=== Records provided ===
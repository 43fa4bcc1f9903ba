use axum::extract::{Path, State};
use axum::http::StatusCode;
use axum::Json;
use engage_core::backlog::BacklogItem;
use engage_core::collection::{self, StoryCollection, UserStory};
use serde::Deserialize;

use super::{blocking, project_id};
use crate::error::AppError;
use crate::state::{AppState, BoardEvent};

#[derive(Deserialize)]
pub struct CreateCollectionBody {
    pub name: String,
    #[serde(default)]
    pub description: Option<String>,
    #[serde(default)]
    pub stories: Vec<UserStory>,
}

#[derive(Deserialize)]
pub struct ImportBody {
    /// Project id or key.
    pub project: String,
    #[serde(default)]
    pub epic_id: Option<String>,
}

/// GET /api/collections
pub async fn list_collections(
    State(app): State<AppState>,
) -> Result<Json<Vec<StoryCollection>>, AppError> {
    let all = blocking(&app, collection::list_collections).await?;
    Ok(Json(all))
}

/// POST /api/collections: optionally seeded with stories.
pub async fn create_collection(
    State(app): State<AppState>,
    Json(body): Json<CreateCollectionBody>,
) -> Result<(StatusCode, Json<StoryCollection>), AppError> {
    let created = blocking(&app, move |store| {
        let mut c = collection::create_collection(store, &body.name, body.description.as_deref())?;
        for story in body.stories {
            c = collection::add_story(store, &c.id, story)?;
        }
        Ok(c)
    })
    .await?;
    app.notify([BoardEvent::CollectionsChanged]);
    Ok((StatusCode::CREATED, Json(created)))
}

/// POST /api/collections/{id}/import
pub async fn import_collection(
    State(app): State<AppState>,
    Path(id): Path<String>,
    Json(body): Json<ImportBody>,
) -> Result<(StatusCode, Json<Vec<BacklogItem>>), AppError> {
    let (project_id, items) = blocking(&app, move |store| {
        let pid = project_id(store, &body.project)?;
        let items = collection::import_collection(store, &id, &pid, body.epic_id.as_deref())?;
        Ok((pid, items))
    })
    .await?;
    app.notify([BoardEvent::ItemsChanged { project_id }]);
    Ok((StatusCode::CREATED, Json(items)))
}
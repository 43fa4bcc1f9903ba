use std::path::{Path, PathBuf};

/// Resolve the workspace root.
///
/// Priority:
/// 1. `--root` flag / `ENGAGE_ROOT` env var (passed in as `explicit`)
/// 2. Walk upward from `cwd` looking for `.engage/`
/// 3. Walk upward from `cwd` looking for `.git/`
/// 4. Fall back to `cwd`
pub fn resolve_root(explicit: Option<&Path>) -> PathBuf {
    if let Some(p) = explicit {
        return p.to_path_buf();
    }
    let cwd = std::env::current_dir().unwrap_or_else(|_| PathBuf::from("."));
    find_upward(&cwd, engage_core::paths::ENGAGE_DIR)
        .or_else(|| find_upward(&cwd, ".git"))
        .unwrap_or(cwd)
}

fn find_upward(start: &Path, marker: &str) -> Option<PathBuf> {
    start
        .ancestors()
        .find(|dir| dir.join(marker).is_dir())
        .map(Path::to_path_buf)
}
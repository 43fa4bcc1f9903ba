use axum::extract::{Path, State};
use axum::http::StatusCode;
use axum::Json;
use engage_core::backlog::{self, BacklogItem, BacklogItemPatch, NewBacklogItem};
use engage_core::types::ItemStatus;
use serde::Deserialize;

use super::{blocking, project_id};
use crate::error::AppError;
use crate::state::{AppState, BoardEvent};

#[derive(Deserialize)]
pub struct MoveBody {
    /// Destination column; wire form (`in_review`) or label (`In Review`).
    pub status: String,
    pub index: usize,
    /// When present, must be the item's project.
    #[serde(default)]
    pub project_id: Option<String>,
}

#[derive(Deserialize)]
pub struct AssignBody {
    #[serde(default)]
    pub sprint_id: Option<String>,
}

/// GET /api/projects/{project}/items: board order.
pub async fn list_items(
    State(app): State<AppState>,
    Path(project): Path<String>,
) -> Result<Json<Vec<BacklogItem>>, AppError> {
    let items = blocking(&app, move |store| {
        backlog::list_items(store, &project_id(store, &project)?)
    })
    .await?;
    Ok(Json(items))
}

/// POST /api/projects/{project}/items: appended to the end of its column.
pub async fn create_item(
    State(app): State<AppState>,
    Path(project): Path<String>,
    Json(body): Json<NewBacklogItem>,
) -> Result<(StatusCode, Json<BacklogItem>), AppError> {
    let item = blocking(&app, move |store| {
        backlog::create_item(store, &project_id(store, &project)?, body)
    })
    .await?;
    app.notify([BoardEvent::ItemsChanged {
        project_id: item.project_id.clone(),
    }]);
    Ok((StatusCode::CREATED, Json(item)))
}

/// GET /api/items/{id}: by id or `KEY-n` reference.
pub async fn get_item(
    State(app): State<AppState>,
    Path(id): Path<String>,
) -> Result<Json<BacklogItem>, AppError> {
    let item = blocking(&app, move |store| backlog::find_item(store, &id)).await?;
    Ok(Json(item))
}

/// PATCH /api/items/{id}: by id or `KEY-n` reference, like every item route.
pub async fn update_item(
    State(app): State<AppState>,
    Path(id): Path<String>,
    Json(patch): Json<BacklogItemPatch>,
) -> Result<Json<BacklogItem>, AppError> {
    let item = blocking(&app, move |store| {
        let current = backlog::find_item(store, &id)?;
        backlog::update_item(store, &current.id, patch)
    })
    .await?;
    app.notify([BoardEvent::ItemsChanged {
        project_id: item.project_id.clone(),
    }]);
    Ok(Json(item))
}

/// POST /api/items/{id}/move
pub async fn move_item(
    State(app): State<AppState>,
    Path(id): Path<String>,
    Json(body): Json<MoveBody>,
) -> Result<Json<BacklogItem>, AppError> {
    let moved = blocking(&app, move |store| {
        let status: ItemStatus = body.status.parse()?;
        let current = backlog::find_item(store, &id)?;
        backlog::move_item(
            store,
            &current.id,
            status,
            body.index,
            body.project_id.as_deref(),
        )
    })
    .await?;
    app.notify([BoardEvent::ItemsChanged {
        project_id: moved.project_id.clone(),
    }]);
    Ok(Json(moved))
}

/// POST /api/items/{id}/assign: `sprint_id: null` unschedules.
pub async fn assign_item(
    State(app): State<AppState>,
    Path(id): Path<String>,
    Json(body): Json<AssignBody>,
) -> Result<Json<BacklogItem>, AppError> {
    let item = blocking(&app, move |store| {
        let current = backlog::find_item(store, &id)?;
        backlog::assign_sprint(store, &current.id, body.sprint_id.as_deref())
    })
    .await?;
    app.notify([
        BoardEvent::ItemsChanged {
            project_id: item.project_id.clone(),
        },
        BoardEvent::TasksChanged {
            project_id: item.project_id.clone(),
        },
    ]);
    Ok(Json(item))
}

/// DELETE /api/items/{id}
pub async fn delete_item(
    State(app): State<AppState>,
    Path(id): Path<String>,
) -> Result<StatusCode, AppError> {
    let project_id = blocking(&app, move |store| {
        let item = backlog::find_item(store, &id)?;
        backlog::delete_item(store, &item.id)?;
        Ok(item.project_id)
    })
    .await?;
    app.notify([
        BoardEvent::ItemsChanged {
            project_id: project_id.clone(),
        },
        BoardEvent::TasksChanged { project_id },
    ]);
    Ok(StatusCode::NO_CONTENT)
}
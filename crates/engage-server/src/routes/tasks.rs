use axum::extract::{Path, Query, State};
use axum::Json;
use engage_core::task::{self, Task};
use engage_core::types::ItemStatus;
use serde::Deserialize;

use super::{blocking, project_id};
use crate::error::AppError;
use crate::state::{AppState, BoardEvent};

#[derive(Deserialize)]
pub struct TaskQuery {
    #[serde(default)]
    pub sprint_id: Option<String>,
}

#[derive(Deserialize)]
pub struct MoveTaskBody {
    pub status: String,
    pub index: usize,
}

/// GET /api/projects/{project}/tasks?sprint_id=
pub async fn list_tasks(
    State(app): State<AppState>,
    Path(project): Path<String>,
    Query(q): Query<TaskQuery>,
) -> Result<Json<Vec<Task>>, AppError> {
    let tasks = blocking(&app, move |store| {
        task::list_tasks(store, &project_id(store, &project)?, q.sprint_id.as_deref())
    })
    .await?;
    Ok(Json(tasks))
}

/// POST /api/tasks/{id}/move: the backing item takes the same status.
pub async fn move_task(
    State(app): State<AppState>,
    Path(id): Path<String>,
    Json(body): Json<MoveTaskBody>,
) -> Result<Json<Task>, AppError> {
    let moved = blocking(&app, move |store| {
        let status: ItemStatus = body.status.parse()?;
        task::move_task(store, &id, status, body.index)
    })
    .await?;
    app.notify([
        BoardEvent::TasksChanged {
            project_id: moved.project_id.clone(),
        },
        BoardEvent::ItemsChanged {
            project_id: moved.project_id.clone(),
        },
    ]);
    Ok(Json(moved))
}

=== Instructions to follow ===
Up to and including the final line of the data above, please copy every line exactly, starting from the one that contains "-> Result<Json<Vec<Task>>, AppError>".

=== Expected answer ===
) -> Result<Json<Vec<Task>>, AppError> {
    let tasks = blocking(&app, move |store| {
        task::list_tasks(store, &project_id(store, &project)?, q.sprint_id.as_deref())
    })
    .await?;
    Ok(Json(tasks))
}

/// POST /api/tasks/{id}/move: the backing item takes the same status.
pub async fn move_task(
    State(app): State<AppState>,
    Path(id): Path<String>,
    Json(body): Json<MoveTaskBody>,
) -> Result<Json<Task>, AppError> {
    let moved = blocking(&app, move |store| {
        let status: ItemStatus = body.status.parse()?;
        task::move_task(store, &id, status, body.index)
    })
    .await?;
    app.notify([
        BoardEvent::TasksChanged {
            project_id: moved.project_id.clone(),
        },
        BoardEvent::ItemsChanged {
            project_id: moved.project_id.clone(),
        },
    ]);
    Ok(Json(moved))
}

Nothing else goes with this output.